When young, healthy persons are exposed to COVID-19, they can develop serious sickness for unknown causes. Genetic variations between individuals may produce severe responses to coronavirus infection, similar to those found with other infections such as influenza. Coronavirus and human genetics research could yield major results.
Large-scale studies employing modern DNA sequencing technologies could reveal the underlying reason, as well as aid in the design of treatment trials and the management of drug response.
Susceptibility to severe coronavirus symptoms is inherited.
When people have COVID-19, the majority of people only have mild symptoms, but a small percentage of people will have a severe or life-threatening reaction. While greater risk variables such as older age or existing health concerns can explain some of the difference, the reasons why some fit, young people become so unwell is one of the COVID-19 pandemic’s mysteries.
The human genome may hold some answers. The genome is the body’s instruction manual, including all of the data required to create, maintain, and repair a person. It can be found in practically every human cell. It’s made up of the DNA that we get from our parents.
Genes in the genome can act alone, but they usually perform in concert, like players in an orchestra. They also have interactions with their surroundings. In the presence of sunlight, for example, the activity of genes involved in skin protection against UV light damage increases.
Any two people’s genomes are around 99.9% identical; it’s the remaining 0.1 percent that distinguishes them. This variety could have a role in determining how different people react to different infections. When people are infected with coronavirus, for example, pieces of the virus are perceived by the immune system in different ways by different people. The result could be a shift in the immune system’s reaction to infection.

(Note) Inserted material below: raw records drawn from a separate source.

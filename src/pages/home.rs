use ratatui::{
    layout::{Alignment, Rect},
    style::{Style, Stylize},
    text::{Line, Span},
    widgets::{Paragraph, Wrap},
    Frame,
};

use crate::render_context::RenderContext;
use crate::state::caret_visible;
use crate::ui_utils::centered;

#[derive(Debug, Default)]
pub struct HomePage;

impl HomePage {
    pub fn new() -> Self {
        Self
    }

    pub fn render(&self, frame: &mut Frame, area: Rect, ctx: &RenderContext) {
        let palette = ctx.palette;
        let caret = if caret_visible(ctx.now) { "▌" } else { " " };
        let lines = vec![
            Line::from(vec![
                Span::styled(ctx.typed_text.as_str(), Style::new().fg(palette.text).bold()),
                Span::styled(caret, Style::new().fg(palette.accent)),
            ]),
            Line::from(""),
            Line::from(Span::styled(ctx.content.tagline.as_str(), Style::new().fg(palette.muted))),
            Line::from(""),
            Line::from(Span::styled(
                "↓ scroll, swipe or press j to explore",
                Style::new().fg(palette.muted).italic(),
            )),
        ];
        let box_area = centered(area, area.width.saturating_sub(4), lines.len() as u16);
        frame.render_widget(
            Paragraph::new(lines)
                .alignment(Alignment::Center)
                .wrap(Wrap { trim: true }),
            box_area,
        );
    }
}
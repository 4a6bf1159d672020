pub mod about;
pub mod contact;
pub mod help;
pub mod home;
pub mod loading;
pub mod navbar;
pub mod projects;
pub mod skills;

The human genome contains a large number of genes that play a role in the immune response to infection. Some are found on the X chromosome, which could explain why males (who only have one copy of the X chromosome) are more severely impacted by COVID-19 infection than females (who have two copies). Variations in human genomes, including immune system genes and others, may account for at least some of the variability in coronavirus infection responses. They could also explain why certain individuals respond differently to COVID-19 therapies.
Coronavirus research: sequencing and study of the genome
Although family or twin studies are helpful in determining whether an inherited element is likely to be driving a severe response to infection, identifying a few, or even a few hundred sets of letters that might be responsible among the genome’s six billion letters of code has been time-consuming and expensive until recently. It made prior attempts to look into the genomes of people who had severe reactions to infections like influenza during the 2009 pandemic challenging. [1]
Since the 2009 flu pandemic, however, there has been a revolution in both genome sequencing (‘reading’ each letter of the genetic code) and genome analytic techniques. This has made it easy to compare a large number of genomes in a short amount of time. High-speed computation has also made it easier to figure out how many genes operate together in response to infection, or, to use an orchestra example, which members of the orchestra are responsible for performing the melody.